To be honest, the only reason I have ever any desire to move out of my cosy apartment is to find a place with a garden big enough for a hot tub.
Private swimming pools are often cited as being the ultimate home luxury, but let’s be honest; the average person doesn’t have the space, budget or weather for that here in the UK. Hot tubs, though, offer the same relaxing soak at the end of the week, but need much less time, money and effort to install and run.
Maybe you’re daydreaming about having a hot tub like I am, or are in the jammy position of actually planning your own installation. Either way, I’ve pulled together some tips about hot tub planning, plus a bunch of my favourite garden hot tub ideas in this post.
1. Low-Commitment Garden Hot Tub Ideas
So, you think you want a hot tub, but are waiting to take the plunge (pun intended) because you’re not sure how much you’ll realistically use it.
Did you know there are inflatable hot tubs?
Yes, they kind of look like giant paddling pools for adults… except the water is heated, and bubbly, and filtered. Plus, inflatable hot tubs don’t need any kind of professional installation, so you could literally order one today and be enjoying it next week.
Given that they start at about £350, it’s a significantly smaller investment than getting a permanent hot tub (although you might want to pick up a few essential accessories like steps and a cover, too). Then, when you realise how much you love having a hot tub, you can resell it and upgrade to a fancy one.
2. Sunken Hot Tubs
Sinking a hot tub into decking gives it that custom, millionaire’s mansion vibe. Plus, it keeps the visual design of your garden uncluttered, which is important if you only have a small garden space.
If you decide to build your hot tub into a deck structure, make sure the foundations are strong enough to support the full weight of the tub (literally “full” weight – water is heavy). I’m pretty sure a collapsing tub doesn’t feature in anyone’s dream evening.
3. Freestanding Hot Tubs
The idea of a freestanding hot tub is pretty self-explanatory. Instead of excavating your garden or building a deck around the hot tub, you simply install it as-is. You’ll still need a practical way to get in and out of the hot tub (like steps), but freestanding tubs generally take up the least amount of space.
4. Garden Hot Tub Decking and Steps
Building decking up around your tub serves several purposes. Mostly, having a non-slip surface that absorbs or drains excess water as you’re getting in and out is much safer. Having a hot tub feels swanky, but grazing your knee on your way to the loo is not.
When choosing what shape to have your deck, it generally looks best if it follows the shape of your tub. Geometric squares and rectangles look edgy and modern, while rounded tubs in curved decks tend to take up less space (visually and physically).
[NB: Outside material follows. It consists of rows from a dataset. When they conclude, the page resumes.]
//! Edit expressions: per-pixel arithmetic across sibling sequences.
//!
//! Programs are written in reverse Polish notation. `x`, `y`, `z`, `w` push
//! the sample of the 1st..4th input (`in0`, `in1`, ... for more), numbers push
//! constants, operators pop their operands and push the result:
//!
//! ```text
//! x y -          difference of two sequences
//! x 2 pow y +    square of the first plus the second
//! x y max 0.5 *  half the per-sample maximum
//! ```
//!
//! Inputs must share width and height. Channel counts must match, except that
//! single-channel inputs are broadcast to the widest input.

use std::fmt;
use std::sync::Arc;

use super::image::Image;
use super::provider::{ProviderState, SharedProvider, Step};
use crate::error::PipelineError;

#[derive(Debug, Clone, Copy)]
enum Op {
    Input(usize),
    Const(f32),
    Unary(fn(f32) -> f32),
    Binary(fn(f32, f32) -> f32),
    Dup,
    Swap,
}

impl Op {
    /// (operands popped, values pushed)
    fn arity(&self) -> (usize, usize) {
        match self {
            Op::Input(_) | Op::Const(_) => (0, 1),
            Op::Unary(_) => (1, 1),
            Op::Binary(_) => (2, 1),
            Op::Dup => (1, 2),
            Op::Swap => (2, 2),
        }
    }
}

fn parse_token(token: &str) -> Result<Op, String> {
    let op = match token {
        "x" => Op::Input(0),
        "y" => Op::Input(1),
        "z" => Op::Input(2),
        "w" => Op::Input(3),
        "+" => Op::Binary(|a, b| a + b),
        "-" => Op::Binary(|a, b| a - b),
        "*" => Op::Binary(|a, b| a * b),
        "/" => Op::Binary(|a, b| a / b),
        "pow" | "^" => Op::Binary(f32::powf),
        "min" => Op::Binary(f32::min),
        "max" => Op::Binary(f32::max),
        "abs" => Op::Unary(f32::abs),
        "sqrt" => Op::Unary(f32::sqrt),
        "exp" => Op::Unary(f32::exp),
        "log" => Op::Unary(f32::ln),
        "neg" => Op::Unary(|a| -a),
        "dup" => Op::Dup,
        "swap" => Op::Swap,
        _ => {
            if let Some(n) = token.strip_prefix("in") {
                let n = n.parse::<usize>().map_err(|_| format!("unknown token '{}'", token))?;
                Op::Input(n)
            } else {
                let v = token
                    .parse::<f32>()
                    .map_err(|_| format!("unknown token '{}'", token))?;
                Op::Const(v)
            }
        }
    };
    Ok(op)
}

/// Parsed, stack-checked edit program
#[derive(Clone)]
pub struct EditProgram {
    source: Arc<str>,
    ops: Vec<Op>,
    inputs: usize,
}

impl EditProgram {
    pub fn parse(source: &str) -> Result<Self, PipelineError> {
        let mut ops = Vec::new();
        let mut depth = 0usize;
        for token in source.split_whitespace() {
            let op = parse_token(token).map_err(PipelineError::Edit)?;
            let (pops, pushes) = op.arity();
            if depth < pops {
                return Err(PipelineError::Edit(format!(
                    "'{}' needs {} operand(s), stack has {}",
                    token, pops, depth
                )));
            }
            depth = depth - pops + pushes;
            ops.push(op);
        }
        if depth != 1 {
            return Err(PipelineError::Edit(format!(
                "expression must leave exactly one value, leaves {}",
                depth
            )));
        }

        let inputs = ops
            .iter()
            .filter_map(|op| match op {
                Op::Input(i) => Some(i + 1),
                _ => None,
            })
            .max()
            .unwrap_or(0);

        Ok(Self {
            source: Arc::from(source.trim()),
            ops,
            inputs,
        })
    }

    pub fn source(&self) -> &Arc<str> {
        &self.source
    }

    /// Number of sibling sequences the program reads
    pub fn inputs_required(&self) -> usize {
        self.inputs
    }

    /// Evaluate over whole images
    pub fn apply(&self, images: &[Arc<Image>]) -> Result<Image, String> {
        let first = images.first().ok_or("edit needs at least one input image")?;
        if images.len() < self.inputs {
            return Err(format!(
                "expression reads {} input(s), got {}",
                self.inputs,
                images.len()
            ));
        }
        let (width, height) = first.resolution();
        let channels = images.iter().map(|i| i.channels()).max().unwrap_or(1);
        for (n, img) in images.iter().enumerate() {
            if img.resolution() != (width, height) {
                return Err(format!(
                    "input {} is {}x{}, expected {}x{}",
                    n,
                    img.width(),
                    img.height(),
                    width,
                    height
                ));
            }
            if img.channels() != channels && img.channels() != 1 {
                return Err(format!(
                    "input {} has {} channels, expected {} or 1",
                    n,
                    img.channels(),
                    channels
                ));
            }
        }

        let mut out = Vec::with_capacity(width * height * channels);
        let mut stack = Vec::with_capacity(self.ops.len());
        for p in 0..width * height {
            for c in 0..channels {
                stack.clear();
                for op in &self.ops {
                    match *op {
                        Op::Input(i) => {
                            let img = &images[i];
                            let ch = if img.channels() == 1 { 0 } else { c };
                            stack.push(img.pixels()[p * img.channels() + ch]);
                        }
                        Op::Const(v) => stack.push(v),
                        Op::Unary(f) => {
                            let a = stack.pop().unwrap_or(f32::NAN);
                            stack.push(f(a));
                        }
                        Op::Binary(f) => {
                            let b = stack.pop().unwrap_or(f32::NAN);
                            let a = stack.pop().unwrap_or(f32::NAN);
                            stack.push(f(a, b));
                        }
                        Op::Dup => {
                            let a = stack.last().copied().unwrap_or(f32::NAN);
                            stack.push(a);
                        }
                        Op::Swap => {
                            let n = stack.len();
                            stack.swap(n - 1, n - 2);
                        }
                    }
                }
                out.push(stack.pop().unwrap_or(f32::NAN));
            }
        }
        Ok(Image::new(out, width, height, channels))
    }
}

impl fmt::Debug for EditProgram {
    fn fmt(&self, f: &mut fmt::Formatter<'_>) -> fmt::Result {
        write!(f, "EditProgram({:?})", self.source)
    }
}

/// Fan-out decoder: drives one child provider per input, then combines.
///
/// Children are ordinary cache providers, so a frame already decoded for
/// plain viewing is reused as-is.
pub struct EditDecoder {
    program: EditProgram,
    children: Vec<SharedProvider>,
}

impl EditDecoder {
    pub fn new(program: EditProgram, children: Vec<SharedProvider>) -> Self {
        Self { program, children }
    }

    pub fn step(&mut self) -> Step {
        if let Some(pending) = self.children.iter().find(|c| !c.is_complete()) {
            pending.advance();
        }

        let mut images = Vec::with_capacity(self.children.len());
        let mut progress = 0.0;
        for (n, child) in self.children.iter().enumerate() {
            match child.state() {
                ProviderState::Failed(msg) => {
                    return Step::Failed(format!("input {} cannot be loaded: {}", n, msg));
                }
                ProviderState::Done(img) => {
                    progress += 1.0;
                    images.push(img);
                }
                other => progress += other.progress(),
            }
        }

        if images.len() < self.children.len() {
            return Step::Progress(progress / self.children.len() as f32);
        }
        match self.program.apply(&images) {
            Ok(img) => Step::Done(img),
            Err(e) => Step::Failed(e),
        }
    }
}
If you can, use the deck to not only frame the tub, but provide accessibility in the form of steps, seating and handrails. Just make sure they’re all made from a material that can drain properly and won’t become slippery when wet.
Where there are mature plants and trees in your garden, you might want to build the deck around them and use them as shade for your hot tub. This is a lovely way to blend the tub in with its natural surroundings, but will create a bit of extra cleaning to tidy up fallen leaves and tree debris.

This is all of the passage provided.